Networking, building leadership skills, finding a niche and other tips for early career psychologists interested in leadership.

The following are tips from the American Psychological Association Committee on Early Career Psychologists. This brochure is also available for download (PDF, 250KB).

  1. It’s never too early. Start learning about APA and engaging with divisions and state associations as early as possible. There is always a place where your voice can be heard at any level.

  2. Reach out for support. If you are in academia, especially in a tenure-track research environment, engagement in any professional organization may not be fully supported.  However, there are many opportunities to connect your work to your leadership involvement in APA. It is important that you reach out to and gain the support of other tenure-track, early career members who are involved in APA.

  3. You are not alone. Expect that it will take time to learn about the APA governance structure and know that you are not the only one in learning mode.

  4. Prioritize and balance. Two critical skills are the ability to prioritize your work load and balance your life.

  5. Don’t give up. Start with small expectations and hang in there.

  6. You need more than one. Find multiple mentors both within APA, your division and your state association.

  7. It’s complicated. Learn as much as you can about the APA governance structure, find mentors, read the Bylaws and Association Rules and ask as many questions as possible.

  8. Network. Get to know and network with the representatives on the APA Council of Representatives (CoR) that represent your division and your state association.

  9. MVR (Most Valuable Resource). Staff liaisons are an important resource with a wealth of information and data and can help you and guide you in the right direction.

  10. Do you have the time? Member involvement is vital to the structure and function of APA. However, volunteering in the APA governance structure is a very big time commitment, so make sure that you have space in your personal and professional life for such an involvement.

  11. Relationships that endure. Working with APA governance not only can make a broad impact on the profession, it can benefit you personally by giving you opportunities to meet leaders across all fields of psychology and build meaningful personal and professional relationships that can have a positive impact on your career.

  12. Look outside the box. Seek out leaders in other professional fields and learn from them and use that knowledge to strengthen our profession.

  13. Take the obvious to heart and be proactive.

  14.  Listen to others. Although psychologists are trained to listen, the ability to really listen is a skill that can always be improved.

  15. It is not what you think. Legislators are more accessible and legislation is more moldable than appears to be the case. One visit to Capitol Hill or state offices will allow you to experience this schema-shattering perspective.

  16. Leadership is leadership. Use your APA leadership experience to help position yourself for leadership opportunities at your workplace.

  17. Have confidence. Your perspective as an early career psychologist is valuable, although different, but not less than that of your more experienced colleagues.

  18. Find a niche. Position yourself as an expert in a certain area (e.g. website design, video editing, public education, marketing, etc.) that can help maximize opportunities early in your career.

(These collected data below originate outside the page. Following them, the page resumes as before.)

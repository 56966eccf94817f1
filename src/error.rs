//! Error types for surprisal estimation

use thiserror::Error;

/// The tokenizer could not encode the input text.
#[derive(Error, Debug)]
#[error("tokenization failed: {0}")]
pub struct TokenizationError(pub String);

/// Errors surfaced by [`crate::SurprisalEstimator`].
///
/// Every variant is fatal to the evaluation of the current text; the
/// estimator never returns a partial total.
#[derive(Error, Debug)]
pub enum EstimateError {
    #[error(transparent)]
    Tokenization(#[from] TokenizationError),

    /// The oracle assigned zero, negative or NaN mass to the token that
    /// actually occurred.
    #[error("invalid probability {probability} for token \"{token}\" (id {token_id}) at position {position}")]
    InvalidProbability {
        position: usize,
        token_id: u32,
        token: String,
        probability: f64,
    },

    /// The oracle returned more than 1.0 and the estimator was configured
    /// with [`crate::OverflowPolicy::Reject`].
    #[error("probability {probability} exceeds 1.0 for token \"{token}\" (id {token_id}) at position {position}")]
    ProbabilityAboveOne {
        position: usize,
        token_id: u32,
        token: String,
        probability: f64,
    },

    #[error("oracle failed at position {position}: {source}")]
    Oracle {
        position: usize,
        #[source]
        source: anyhow::Error,
    },
}

impl EstimateError {
    /// Token position the error refers to, if any
    pub fn position(&self) -> Option<usize> {
        match self {
            EstimateError::Tokenization(_) => None,
            EstimateError::InvalidProbability { position, .. }
            | EstimateError::ProbabilityAboveOne { position, .. }
            | EstimateError::Oracle { position, .. } => Some(*position),
        }
    }
}

#[cfg(test)]
mod tests {
    use super::*;

    #[test]
    fn test_error_display() {
        let err = EstimateError::InvalidProbability {
            position: 2,
            token_id: 7,
            token: " sat".to_string(),
            probability: 0.0,
        };
        let msg = err.to_string();
        assert!(msg.contains("invalid probability"));
        assert!(msg.contains("\" sat\""));
        assert!(msg.contains("position 2"));

        let err: EstimateError = TokenizationError("bad input".to_string()).into();
        assert_eq!(err.to_string(), "tokenization failed: bad input");
        assert_eq!(err.position(), None);
    }

    #[test]
    fn test_oracle_error_keeps_source() {
        let err = EstimateError::Oracle {
            position: 4,
            source: anyhow::anyhow!("out of memory"),
        };
        assert_eq!(err.position(), Some(4));
        assert!(err.to_string().contains("out of memory"));
        assert!(std::error::Error::source(&err).is_some());
    }
}
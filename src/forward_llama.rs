//! LLaMA-family forward pass
//!
//! Covers decoder-only checkpoints that follow the `LlamaForCausalLM`
//! layout (LLaMA, TinyLlama, SmolLM, Mistral without sliding window):
//! - RMSNorm before attention and MLP
//! - Rotary position embeddings (rotate-half layout)
//! - Grouped query attention (`num_key_value_heads <= num_attention_heads`)
//! - SwiGLU MLP
//! - Separate or tied `lm_head`

use anyhow::{Context, Result};
use candle_core::{DType, Device, IndexOp, Module, Tensor};
use candle_nn::{embedding, linear_b, linear_no_bias, Embedding, Linear, RmsNorm, VarBuilder};
use tracing::info;

use crate::masks::causal_mask;
use crate::model::{LanguageModel, ModelFiles};

/// Model configuration (matches HuggingFace config.json for LlamaForCausalLM)
#[derive(Debug, Clone, serde::Deserialize)]
pub struct LlamaConfig {
    pub hidden_size: usize,
    pub intermediate_size: usize,
    pub num_attention_heads: usize,
    #[serde(default)]
    pub num_key_value_heads: Option<usize>,
    pub num_hidden_layers: usize,
    pub vocab_size: usize,
    #[serde(default = "default_rope_theta")]
    pub rope_theta: f64,
    #[serde(default = "default_rms_norm_eps")]
    pub rms_norm_eps: f64,
    #[serde(default = "default_max_position_embeddings")]
    pub max_position_embeddings: usize,
    #[serde(default)]
    pub tie_word_embeddings: bool,
    #[serde(default)]
    pub attention_bias: bool,
}

fn default_rope_theta() -> f64 {
    10_000.0
}

fn default_rms_norm_eps() -> f64 {
    1e-6
}

fn default_max_position_embeddings() -> usize {
    4096
}

impl LlamaConfig {
    fn kv_heads(&self) -> usize {
        self.num_key_value_heads.unwrap_or(self.num_attention_heads)
    }

    fn head_dim(&self) -> usize {
        self.hidden_size / self.num_attention_heads
    }
}

/// Precomputed RoPE tables `[max_positions, head_dim / 2]`
struct RotaryEmbedding {
    cos: Tensor,
    sin: Tensor,
}

impl RotaryEmbedding {
    fn new(config: &LlamaConfig, device: &Device, dtype: DType) -> Result<Self> {
        let dim = config.head_dim();
        let inv_freq: Vec<f32> = (0..dim)
            .step_by(2)
            .map(|i| 1.0 / config.rope_theta.powf(i as f64 / dim as f64) as f32)
            .collect();
        let inv_freq = Tensor::new(inv_freq, device)?;

        let positions = Tensor::arange(0u32, config.max_position_embeddings as u32, device)?
            .to_dtype(DType::F32)?;
        let freqs = positions.unsqueeze(1)?.matmul(&inv_freq.unsqueeze(0)?)?;

        Ok(Self {
            cos: freqs.cos()?.to_dtype(dtype)?,
            sin: freqs.sin()?.to_dtype(dtype)?,
        })
    }

    fn apply(&self, q: &Tensor, k: &Tensor) -> Result<(Tensor, Tensor)> {
        let seq_len = q.dim(2)?;
        let cos = self.cos.narrow(0, 0, seq_len)?;
        let sin = self.sin.narrow(0, 0, seq_len)?;
        let q = candle_nn::rotary_emb::rope(&q.contiguous()?, &cos, &sin)?;
        let k = candle_nn::rotary_emb::rope(&k.contiguous()?, &cos, &sin)?;
        Ok((q, k))
    }
}

struct Attention {
    q_proj: Linear,
    k_proj: Linear,
    v_proj: Linear,
    o_proj: Linear,
    num_heads: usize,
    num_kv_heads: usize,
    head_dim: usize,
}

impl Attention {
    fn load(vb: VarBuilder, config: &LlamaConfig) -> Result<Self> {
        let head_dim = config.head_dim();
        let bias = config.attention_bias;
        let q_proj = linear_b(
            config.hidden_size,
            config.num_attention_heads * head_dim,
            bias,
            vb.pp("q_proj"),
        )?;
        let k_proj = linear_b(
            config.hidden_size,
            config.kv_heads() * head_dim,
            bias,
            vb.pp("k_proj"),
        )?;
        let v_proj = linear_b(
            config.hidden_size,
            config.kv_heads() * head_dim,
            bias,
            vb.pp("v_proj"),
        )?;
        let o_proj = linear_b(
            config.num_attention_heads * head_dim,
            config.hidden_size,
            bias,
            vb.pp("o_proj"),
        )?;

        Ok(Self {
            q_proj,
            k_proj,
            v_proj,
            o_proj,
            num_heads: config.num_attention_heads,
            num_kv_heads: config.kv_heads(),
            head_dim,
        })
    }

    fn forward(&self, x: &Tensor, rotary: &RotaryEmbedding) -> Result<Tensor> {
        let (b, seq_len, _) = x.dims3()?;

        let q = self
            .q_proj
            .forward(x)?
            .reshape((b, seq_len, self.num_heads, self.head_dim))?
            .transpose(1, 2)?;
        let k = self
            .k_proj
            .forward(x)?
            .reshape((b, seq_len, self.num_kv_heads, self.head_dim))?
            .transpose(1, 2)?;
        let v = self
            .v_proj
            .forward(x)?
            .reshape((b, seq_len, self.num_kv_heads, self.head_dim))?
            .transpose(1, 2)?;

        let (q, k) = rotary.apply(&q, &k)?;

        let n_rep = self.num_heads / self.num_kv_heads;
        let k = repeat_kv(k, n_rep)?.contiguous()?;
        let v = repeat_kv(v, n_rep)?.contiguous()?;

        let scale = 1.0 / (self.head_dim as f64).sqrt();
        let scores = (q.matmul(&k.t()?.contiguous()?)? * scale)?;
        let mask = causal_mask(seq_len, x.device(), x.dtype())?;
        let weights = candle_nn::ops::softmax_last_dim(&scores.broadcast_add(&mask)?)?;

        let out = weights
            .matmul(&v)?
            .transpose(1, 2)?
            .reshape((b, seq_len, ()))?;
        Ok(self.o_proj.forward(&out)?)
    }
}

fn repeat_kv(x: Tensor, n_rep: usize) -> Result<Tensor> {
    if n_rep == 1 {
        return Ok(x);
    }
    let (b, num_kv_heads, seq_len, head_dim) = x.dims4()?;
    Ok(x
        .unsqueeze(2)?
        .expand((b, num_kv_heads, n_rep, seq_len, head_dim))?
        .reshape((b, num_kv_heads * n_rep, seq_len, head_dim))?)
}

/// SwiGLU feed-forward block
#[allow(clippy::upper_case_acronyms)]
struct MLP {
    gate_proj: Linear,
    up_proj: Linear,
    down_proj: Linear,
}

impl MLP {
    fn load(vb: VarBuilder, config: &LlamaConfig) -> Result<Self> {
        let (h, i) = (config.hidden_size, config.intermediate_size);
        Ok(Self {
            gate_proj: linear_no_bias(h, i, vb.pp("gate_proj"))?,
            up_proj: linear_no_bias(h, i, vb.pp("up_proj"))?,
            down_proj: linear_no_bias(i, h, vb.pp("down_proj"))?,
        })
    }

    fn forward(&self, x: &Tensor) -> Result<Tensor> {
        let gate = candle_nn::ops::silu(&self.gate_proj.forward(x)?)?;
        let up = self.up_proj.forward(x)?;
        Ok(self.down_proj.forward(&(gate * up)?)?)
    }
}

struct DecoderLayer {
    self_attn: Attention,
    mlp: MLP,
    input_layernorm: RmsNorm,
    post_attention_layernorm: RmsNorm,
}

impl DecoderLayer {
    fn load(vb: VarBuilder, config: &LlamaConfig) -> Result<Self> {
        Ok(Self {
            self_attn: Attention::load(vb.pp("self_attn"), config)?,
            mlp: MLP::load(vb.pp("mlp"), config)?,
            input_layernorm: candle_nn::rms_norm(
                config.hidden_size,
                config.rms_norm_eps,
                vb.pp("input_layernorm"),
            )?,
            post_attention_layernorm: candle_nn::rms_norm(
                config.hidden_size,
                config.rms_norm_eps,
                vb.pp("post_attention_layernorm"),
            )?,
        })
    }

    fn forward(&self, x: &Tensor, rotary: &RotaryEmbedding) -> Result<Tensor> {
        let residual = x;
        let x = self.input_layernorm.forward(x)?;
        let x = self.self_attn.forward(&x, rotary)?;
        let x = (residual + x)?;

        let residual = &x;
        let x = self.post_attention_layernorm.forward(&x)?;
        let x = self.mlp.forward(&x)?;
        Ok((residual + x)?)
    }
}

/// LLaMA-family language model producing next-token logits
pub struct Llama {
    embed_tokens: Embedding,
    layers: Vec<DecoderLayer>,
    norm: RmsNorm,
    /// `None` when the checkpoint ties the head to `embed_tokens`
    lm_head: Option<Linear>,
    rotary: RotaryEmbedding,
    config: LlamaConfig,
}

impl Llama {
    /// Load weights and config from downloaded model files
    pub fn load(files: &ModelFiles, device: &Device, dtype: DType) -> Result<Self> {
        let config: LlamaConfig = files.read_config()?;
        info!(
            "LLaMA config: {} layers, {} hidden, {} heads ({} kv), {} vocab",
            config.num_hidden_layers,
            config.hidden_size,
            config.num_attention_heads,
            config.kv_heads(),
            config.vocab_size
        );

        let vb = unsafe { VarBuilder::from_mmaped_safetensors(&files.weights, dtype, device)? };
        let vb_model = vb.pp("model");

        let embed_tokens = embedding(
            config.vocab_size,
            config.hidden_size,
            vb_model.pp("embed_tokens"),
        )?;

        let mut layers = Vec::with_capacity(config.num_hidden_layers);
        for i in 0..config.num_hidden_layers {
            if (i + 1) % 10 == 0 || i == 0 {
                info!("Loading layer {}/{}", i + 1, config.num_hidden_layers);
            }
            let layer = DecoderLayer::load(vb_model.pp(format!("layers.{i}")), &config)
                .with_context(|| format!("Failed to load layer {i}"))?;
            layers.push(layer);
        }

        let norm =
            candle_nn::rms_norm(config.hidden_size, config.rms_norm_eps, vb_model.pp("norm"))?;

        let lm_head = if config.tie_word_embeddings {
            None
        } else {
            Some(linear_no_bias(
                config.hidden_size,
                config.vocab_size,
                vb.pp("lm_head"),
            )?)
        };

        let rotary = RotaryEmbedding::new(&config, device, dtype)?;

        info!(
            "LLaMA loaded with {} layers (tied head: {})",
            layers.len(),
            config.tie_word_embeddings
        );

        Ok(Self {
            embed_tokens,
            layers,
            norm,
            lm_head,
            rotary,
            config,
        })
    }
}

impl LanguageModel for Llama {
    fn n_layers(&self) -> usize {
        self.config.num_hidden_layers
    }

    fn d_model(&self) -> usize {
        self.config.hidden_size
    }

    fn vocab_size(&self) -> usize {
        self.config.vocab_size
    }

    fn max_positions(&self) -> usize {
        self.config.max_position_embeddings
    }

    fn next_token_logits(&self, input_ids: &Tensor) -> Result<Tensor> {
        let seq_len = input_ids.dim(1)?;
        anyhow::ensure!(
            seq_len <= self.config.max_position_embeddings,
            "prefix of {seq_len} tokens exceeds the {} position context",
            self.config.max_position_embeddings
        );

        let mut hidden = self.embed_tokens.forward(input_ids)?;
        for layer in &self.layers {
            hidden = layer.forward(&hidden, &self.rotary)?;
        }

        let last = self.norm.forward(&hidden.i((.., seq_len - 1..seq_len, ..))?)?;
        let logits = match &self.lm_head {
            Some(lm_head) => lm_head.forward(&last)?,
            None => last.broadcast_matmul(&self.embed_tokens.embeddings().t()?)?,
        };
        Ok(logits.flatten_all()?)
    }
}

  19. Use a multi-prong approach. Broaden your perspective, have a three prong approach to building relationships: Other early career psychologists, more experienced professionals as well as students. This will help strengthen your leadership skills.

  20. Make the connections. Connect with leaders who have similar roles in their organizations to exchange ideas, brainstorm and problem solve.

  21. Know your limit. Don’t overcommit (no matter how tempting). There are long memories within the governance structure and it is far better to do a few things well than it is to do many things poorly.

  22. Try and try and try again. Perseverance is critical if you want to be a part of the governance structure. You may not get elected the first, second or third time. As such, use the emotion that follows to propel you to keep trying and network with other early career leaders; their personal stories will help to keep you encouraged.

  23. Be proactive. Early on, during your doctoral training, be proactive and ask many questions regarding leadership opportunities and how to put a plan of action in place to attain leadership goals. Cultivate and develop the necessary leadership skills and look for opportunities at your institution and at the local, state, national and international levels.

  24. Some things cannot be rushed. Be mindful that some leadership skills, like therapy skills, take time to develop. They must be nurtured over time and practice does help to make them perfect.

  25. Be organized. Develop a strong and adaptable system that will help keep you organized and allow you to carry out your responsibilities in an efficient manner.

  26. Never burn a bridge. You will never know when you will run to that person again or when you will need his/her help.

  27. Lead from where you are. Express your voice in your workplace and professional organizations and you will begin to discover what you have to offer as a leader.

  28. Think systemically. Learn how organizations work and what impact you can have on multiple levels of a system, whether your workplace, your community or your professional organization. Check online for books and resources on leadership that can be helpful in this regard.

  29. Getting started. If you are unsure and don’t know how to get involved, think of it as traveling in a country where you don’t speak the language: First read the travel guides (websites, newsletters, email lists, etc.); then immerse yourself (attend business meetings, social events and other activities where you connect with people in-the-know) and last, but not least, ask multiple people for directions (how to get involved) so that you find your own path.

  30. Gratitude. When you get involved in your professional organization, you may feel grateful for the opportunity but others in your group will be even more grateful for your time, expertise and hard work. Leadership in this realm is extremely rewarding.